La pantalla del siglo

Él y ella: espejo y juego virtual

Hace dos días la columna de Bruce Schneider para Milenio decía “Las pantallas nos espían” y empezaba con: “Cada vez más somos vigilados por algoritmos, no por personas. Amazon y Netflix rastrean los libros que compramos y las películas que vemos y nos sugieren alternativas según nuestros hábitos. Google y Facebook observan lo que hacemos y decimos y nos muestran publicidad basada en nuestra conducta; Google hasta modifica nuestros resultados de búsqueda de acuerdo a nuestro comportamiento en línea”. (viernes, 28 de febrero 2014)

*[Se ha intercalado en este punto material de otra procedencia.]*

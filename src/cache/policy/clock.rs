//! CLOCK Tracker Module
//!
//! Second-chance eviction over a circular list with a persistent hand.
//!
//! ```text
//!   front ─► [k4 ref=1] ─► [k2 ref=0] ─► [k1 ref=1] ─┐
//!      ▲                                              │
//!      └──────────────────── wrap ◄───────────────────┘
//!   hand advances front -> back, then wraps
//! ```
//!
//! At each stop: an expired entry is taken at once, an unreferenced entry
//! is taken, a referenced entry loses its bit and the hand moves on. When
//! a victim is removed the hand falls back to its predecessor, so the next
//! scan resumes just after it.

use crate::cache::arena::{EntryArena, EntryId};
use crate::cache::policy::{EvictionPolicy, EvictionStructure, OrderList};

#[derive(Debug, Default)]
pub struct ClockTracker {
    ring: OrderList,
    // None means "before the front"
    hand: Option<EntryId>,
}

impl ClockTracker {
    pub fn new() -> Self {
        Self::default()
    }

    pub fn hand(&self) -> Option<EntryId> {
        self.hand
    }

    fn advance(&mut self, arena: &EntryArena) -> Option<EntryId> {
        let next = self
            .hand
            .and_then(|hand| self.ring.next_of(arena, hand))
            .or(self.ring.front());
        self.hand = next;
        next
    }
}

impl EvictionStructure for ClockTracker {
    fn kind(&self) -> EvictionPolicy {
        EvictionPolicy::Clock
    }

    fn on_insert(&mut self, arena: &mut EntryArena, id: EntryId) {
        if let Some(entry) = arena.get_mut(id) {
            entry.reference_bit = true;
        }
        self.ring.push_front(arena, id);
    }

    fn on_access(&mut self, arena: &mut EntryArena, id: EntryId) {
        if let Some(entry) = arena.get_mut(id) {
            entry.reference_bit = true;
        }
    }

    fn select_victim(&mut self, arena: &mut EntryArena, now: u64) -> Option<EntryId> {
        // One lap clears every bit, so a second lap always finds a victim
        let max_steps = self.ring.len() * 2 + 1;
        for _ in 0..max_steps {
            let current = self.advance(arena)?;
            let entry = arena.get_mut(current)?;
            if entry.is_expired_at(now) || !entry.reference_bit {
                return Some(current);
            }
            entry.reference_bit = false;
        }
        None
    }

    fn on_remove(&mut self, arena: &mut EntryArena, id: EntryId) {
        if self.hand == Some(id) {
            self.hand = self.ring.prev_of(arena, id);
        }
        self.ring.unlink(arena, id);
    }

    fn len(&self) -> usize {
        self.ring.len()
    }

    fn tracked(&self, arena: &EntryArena) -> Vec<EntryId> {
        self.ring.iter(arena).collect()
    }
}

El hecho de ser usuarios - pero también alimentadores - de esta inmensa base de datos que crece en el espacio virtual, nos conecta de inmediato con la ficción futurista que construye el filme Her (Ella) escrito y dirigido por Spike Jonze. Situado en el futuro cercano el filme especula con lo que en muy corto tiempo será capaz de crear la tecnología: Personajes virtuales quienes se comunicarán e interactuarán con nosotros como lo haría una persona real. Lo que le sucede a Theodore, el protagonista de Her, está a un paso de lo que experimentamos con el programa Siri de IPhone cuando lo consultamos para buscar una dirección o el comercio más cercano a nuestra ubicación.

La primera escena del filme muestra al protagonista Theodore en plena crisis: Se acaba de separar de su esposa, su autoestima está por los suelos y se siente inmensamente solo. Vive en un rasga cielos y camina por las calles de una ciudad futurista. Como escritor de cartas “manuscritas” por internet, es exitoso pero ha perdido la fe en su talento para expresar palabras amorosas y sensibles para los clientes de la empresa beautifullhandwritingletters.com. En su desesperación descubre un nuevo sistema operativo que le permite crear un personaje virtual que lo conoce, le asiste, interactúa con él y se convierte en su confidente y compañero. El personaje virtual con voz femenina escoge el nombre de Samantha y, basado en el conocimiento de los hábitos de Theodore, lo sigue en los rituales de comunicación y aprende a anticipar sus necesidades y deseos. Con los datos acumulados en internet y la pregunta sobre la relación con su madre, Samantha se convierte en espejo y doble femenino de Theodore. Es la perfecta amante y compañera de vida y, por fin, Theodore  está feliz. ¿Pero Samantha? ¿Tendrá vida propia más allá de la virtual?          

Como creador y realizador audiovisual experimentado y nada convencional, Jonze no se quedó en la anécdota. A través de la estética y la tensión entre la imagen y el sonido, crea un discurso que aparentemente fluye ligero y divertido pero que, en el fondo, responde a dudas y cuestionamientos complejos. El choque de la tecnología futurista con una dirección de arte al estilo retro, crea un juego divertido. Los colores y pantalones anticuados que viste Theodor, sus rizos, su bigote junto a la poesía y exquisita caligrafía de las cartas, muestran a un hombre sensible, “mitad hombre y mitad mujer”, como comenta un colega de trabajo. Además, Theodore no es el único que duda de sí mismo y de los roles y las relaciones humanas reales. Ahí está su vecina Amy (Amy Adams) quien se crea un alter ego con un juego de video de una ama de casa. En otras escenas del filme se muestra el movimiento de la calle con cientos de transeúntes hablando solos, es decir “comunicándose” a través de un dispositivo móvil.

¿Son reales las emociones por un personajes virtual? ¿Puede un personaje virtual desarrollar emociones reales? En Her Jonze formula, pero no contesta, las preguntas. Y  hace bien porque al dejarlas abiertas confronta al espectador con sus propias dudas y no le propone una conclusión moralista. Simplemente juega con las posibilidades de transformación que sufren las relaciones humanas con la tecnología. Además, como observador del ser humano y su dificultad de comunicación, Jonze pone al descubierto cómo los rituales de comunicación y conducta crean cercanía pero también desgastan una relación.

Her juega con el carácter “audio - visual” del cine. Theodore (Joaquín Phoenix) tiene presencia física mientras que Samantha, el personaje virtual sin cuerpo, vive a través de su voz. Es la voz de Scarlett Johansson quien crea el personaje, modula su habla, suspira, gime y ríe de felicidad.El trabajo sonoro de Her es extraordinario. No sólo por la maravillosa interpretación de Johansson sino por el objetivo de Jonze de volver al espectador consciente y cómplice de la sonoridad de un filme.